CDC: Moderna vaccine most effective against hospitalization in U.S.
Overall healthy adults with the Moderna COVID vaccine had 93% vaccine effectiveness against hospitalization over five months compared to those with 88% protection with Pfizer and 71% from the Johnson & Johnson vaccine, a new report out Friday from the CDC shows.
Why it matters: The report comes as the Food and Drug Administrations meets Friday to consider whether to endorse a contentious plan for booster shots among the fully vaccinated.
- The higher effectiveness of Moderna could be due to the higher mRNA content or the difference between the timing between doses, the authors note.
- Still, all three vaccines provided “substantial protection," the CDC says, despite both mRNA vaccines providing "more protection” than the J&J shot.

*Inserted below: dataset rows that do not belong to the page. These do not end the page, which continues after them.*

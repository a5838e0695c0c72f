//! Handlers de Usuarios
//!
//! Toda la sección está reservada a administradores (ver el router
//! principal). Los usuarios usan borrado suave: DELETE marca
//! `activo = false` y el listado solo muestra los activos, pero la
//! consulta por ID sigue devolviendo los inactivos.

use axum::{
    extract::{Path, State},
    http::StatusCode,
    routing::get,
    Json, Router,
};
use serde_json::{json, Value};
use uuid::Uuid;

use crate::api::{parsear_id, JsonCuerpo};
use crate::models::usuario::{Usuario, UsuarioCambios, UsuarioPayload, UsuarioRespuesta};
use crate::state::AppState;
use crate::utils::errors::{no_encontrado, AppError, AppResult};

pub fn crear_router() -> Router<AppState> {
    Router::new()
        .route("/", get(listar_usuarios).post(crear_usuario))
        .route(
            "/:id",
            get(obtener_usuario)
                .put(reemplazar_usuario)
                .patch(actualizar_usuario)
                .delete(eliminar_usuario),
        )
}

/// Verificar que el email no pertenezca ya a otro usuario
async fn validar_email_unico(state: &AppState, email: &str, excluir: Option<Uuid>) -> AppResult<()> {
    let existente = state
        .usuarios
        .buscar(|u| u.email == email && Some(u.id) != excluir)
        .await;
    if existente.is_some() {
        return Err(AppError::Conflicto(
            "Ya existe un usuario con ese email".to_string(),
        ));
    }
    Ok(())
}

/// Listar usuarios activos
async fn listar_usuarios(State(state): State<AppState>) -> AppResult<Json<Vec<UsuarioRespuesta>>> {
    let usuarios = state
        .usuarios
        .get_all()
        .await
        .into_iter()
        .filter(|u| u.activo)
        .map(UsuarioRespuesta::from)
        .collect();
    Ok(Json(usuarios))
}

/// Obtener un usuario por ID (incluye inactivos)
async fn obtener_usuario(
    State(state): State<AppState>,
    Path(id): Path<String>,
) -> AppResult<Json<UsuarioRespuesta>> {
    let id = parsear_id(&id, "Usuario")?;
    let usuario = state
        .usuarios
        .get_by_id(id)
        .await
        .ok_or_else(|| no_encontrado("Usuario"))?;
    Ok(Json(UsuarioRespuesta::from(usuario)))
}

/// Crear un nuevo usuario
async fn crear_usuario(
    State(state): State<AppState>,
    JsonCuerpo(datos): JsonCuerpo<UsuarioPayload>,
) -> AppResult<(StatusCode, Json<Value>)> {
    let usuario = Usuario::nuevo(datos)?;
    validar_email_unico(&state, &usuario.email, None).await?;

    let usuario = state.usuarios.add(usuario).await?;
    Ok((
        StatusCode::CREATED,
        Json(json!({
            "mensaje": "Usuario creado",
            "usuario": UsuarioRespuesta::from(usuario),
        })),
    ))
}

/// Reemplazar completamente un usuario (PUT)
async fn reemplazar_usuario(
    State(state): State<AppState>,
    Path(id): Path<String>,
    JsonCuerpo(datos): JsonCuerpo<UsuarioPayload>,
) -> AppResult<Json<Value>> {
    let id = parsear_id(&id, "Usuario")?;
    let anterior = state
        .usuarios
        .get_by_id(id)
        .await
        .ok_or_else(|| no_encontrado("Usuario"))?;

    let mut reemplazo = Usuario::nuevo(datos)?;
    reemplazo.id = anterior.id;
    reemplazo.created_at = anterior.created_at;
    reemplazo.activo = anterior.activo;
    validar_email_unico(&state, &reemplazo.email, Some(id)).await?;

    let actualizado = state
        .usuarios
        .update(id, reemplazo)
        .await?
        .ok_or_else(|| no_encontrado("Usuario"))?;
    Ok(Json(json!({
        "mensaje": "Usuario actualizado",
        "usuario": UsuarioRespuesta::from(actualizado),
    })))
}

/// Actualizar parcialmente un usuario (PATCH)
async fn actualizar_usuario(
    State(state): State<AppState>,
    Path(id): Path<String>,
    JsonCuerpo(cambios): JsonCuerpo<UsuarioCambios>,
) -> AppResult<Json<Value>> {
    let id = parsear_id(&id, "Usuario")?;
    let mut usuario = state
        .usuarios
        .get_by_id(id)
        .await
        .ok_or_else(|| no_encontrado("Usuario"))?;

    usuario.aplicar_cambios(cambios)?;
    validar_email_unico(&state, &usuario.email, Some(id)).await?;

    let actualizado = state
        .usuarios
        .update(id, usuario)
        .await?
        .ok_or_else(|| no_encontrado("Usuario"))?;
    Ok(Json(json!({
        "mensaje": "Usuario actualizado parcialmente",
        "usuario": UsuarioRespuesta::from(actualizado),
    })))
}

/// Desactivar un usuario (borrado suave). El registro se conserva con
/// `activo = false`; repetir la operación es idempotente.
async fn eliminar_usuario(
    State(state): State<AppState>,
    Path(id): Path<String>,
) -> AppResult<Json<Value>> {
    let id = parsear_id(&id, "Usuario")?;
    let mut usuario = state
        .usuarios
        .get_by_id(id)
        .await
        .ok_or_else(|| no_encontrado("Usuario"))?;

    usuario.activo = false;
    let desactivado = state
        .usuarios
        .update(id, usuario)
        .await?
        .ok_or_else(|| no_encontrado("Usuario"))?;
    Ok(Json(json!({
        "mensaje": "Usuario desactivado",
        "usuario": UsuarioRespuesta::from(desactivado),
    })))
}
//! Handlers de Tareas
//!
//! El listado admite filtros por query string (estado, prioridad, asignados
//! y rango de fechas); las escrituras validan la clasificación área/tipo y
//! la existencia de las referencias asignadas.

use axum::{
    extract::{Path, Query, State},
    http::StatusCode,
    routing::get,
    Json, Router,
};
use serde_json::{json, Value};

use crate::api::{parsear_id, JsonCuerpo};
use crate::models::tarea::{self, Tarea, TareaCambios, TareaFiltros, TareaPayload};
use crate::state::AppState;
use crate::utils::errors::{no_encontrado, AppError, AppResult};

pub fn crear_router() -> Router<AppState> {
    Router::new()
        .route("/", get(listar_tareas).post(crear_tarea))
        .route(
            "/:id",
            get(obtener_tarea)
                .put(reemplazar_tarea)
                .patch(actualizar_tarea)
                .delete(eliminar_tarea),
        )
}

/// Verificar que las referencias asignadas resuelvan a registros existentes
async fn validar_referencias(state: &AppState, tarea: &Tarea) -> AppResult<()> {
    if let Some(empleado_id) = tarea.empleado_asignado {
        if !state.empleados.exists(empleado_id).await {
            return Err(AppError::Validacion(format!(
                "El empleado '{}' no existe",
                empleado_id
            )));
        }
    }
    if let Some(evento_id) = tarea.evento_asignado {
        if !state.eventos.exists(evento_id).await {
            return Err(AppError::Validacion(format!(
                "El evento '{}' no existe",
                evento_id
            )));
        }
    }
    Ok(())
}

/// Listar tareas, aplicando los filtros presentes en la query string
async fn listar_tareas(
    State(state): State<AppState>,
    Query(filtros): Query<TareaFiltros>,
) -> AppResult<Json<Vec<Tarea>>> {
    let tareas = state.tareas.get_all().await;
    Ok(Json(tarea::filtrar(tareas, &filtros)))
}

/// Obtener una tarea por ID
async fn obtener_tarea(
    State(state): State<AppState>,
    Path(id): Path<String>,
) -> AppResult<Json<Tarea>> {
    let id = parsear_id(&id, "Tarea")?;
    let tarea = state
        .tareas
        .get_by_id(id)
        .await
        .ok_or_else(|| no_encontrado("Tarea"))?;
    Ok(Json(tarea))
}

/// Crear una nueva tarea
async fn crear_tarea(
    State(state): State<AppState>,
    JsonCuerpo(datos): JsonCuerpo<TareaPayload>,
) -> AppResult<(StatusCode, Json<Value>)> {
    let tarea = Tarea::nueva(datos)?;
    validar_referencias(&state, &tarea).await?;

    let tarea = state.tareas.add(tarea).await?;
    Ok((
        StatusCode::CREATED,
        Json(json!({ "mensaje": "Tarea creada", "tarea": tarea })),
    ))
}

/// Reemplazar completamente una tarea (PUT)
async fn reemplazar_tarea(
    State(state): State<AppState>,
    Path(id): Path<String>,
    JsonCuerpo(datos): JsonCuerpo<TareaPayload>,
) -> AppResult<Json<Value>> {
    let id = parsear_id(&id, "Tarea")?;
    let anterior = state
        .tareas
        .get_by_id(id)
        .await
        .ok_or_else(|| no_encontrado("Tarea"))?;

    let mut reemplazo = Tarea::nueva(datos)?;
    reemplazo.id = anterior.id;
    reemplazo.created_at = anterior.created_at;
    validar_referencias(&state, &reemplazo).await?;

    let actualizada = state
        .tareas
        .update(id, reemplazo)
        .await?
        .ok_or_else(|| no_encontrado("Tarea"))?;
    Ok(Json(
        json!({ "mensaje": "Tarea actualizada", "tarea": actualizada }),
    ))
}

/// Actualizar parcialmente una tarea (PATCH)
async fn actualizar_tarea(
    State(state): State<AppState>,
    Path(id): Path<String>,
    JsonCuerpo(cambios): JsonCuerpo<TareaCambios>,
) -> AppResult<Json<Value>> {
    let id = parsear_id(&id, "Tarea")?;
    let mut tarea = state
        .tareas
        .get_by_id(id)
        .await
        .ok_or_else(|| no_encontrado("Tarea"))?;

    tarea.aplicar_cambios(cambios)?;
    validar_referencias(&state, &tarea).await?;

    let actualizada = state
        .tareas
        .update(id, tarea)
        .await?
        .ok_or_else(|| no_encontrado("Tarea"))?;
    Ok(Json(
        json!({ "mensaje": "Tarea actualizada parcialmente", "tarea": actualizada }),
    ))
}

/// Eliminar una tarea
async fn eliminar_tarea(
    State(state): State<AppState>,
    Path(id): Path<String>,
) -> AppResult<Json<Value>> {
    let id = parsear_id(&id, "Tarea")?;
    let eliminada = state
        .tareas
        .remove(id)
        .await?
        .ok_or_else(|| no_encontrado("Tarea"))?;
    Ok(Json(
        json!({ "mensaje": "Tarea eliminada", "tarea": eliminada }),
    ))
}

The big picture: The real-world data coincides with previous findings of how Moderna may maintain higher effectiveness over time than the other shots available in the United States.
- The waning effectiveness in Pfizer may raise future questions about whether the two mRNA vaccines should be treated the same way policy-wise, Axios' Caitlin Owens reports.
By the numbers: The sample size was from nearly 3,700 people at 21 hospitals in 18 states from March 11 to Aug. 15. Patients with immunocompromising conditions were excluded from the report.
- About 13% were fully vaccinated with Moderna, 20% were fully vaccinated with Pfizer and 3.1% had J&J.
- Vaccine effectiveness for those 14-120 days after the second dose of Moderna was 93% and dropped to 92% after about four months, the data show.
What they're saying: "Understanding differences in [vaccine effectiveness] by vaccine product can guide individual choices and policy recommendations regarding vaccine boosters," the study's authors wrote.
- "All FDA-approved or authorized COVID-19 vaccines provide substantial protection against COVID-19 hospitalization," they added.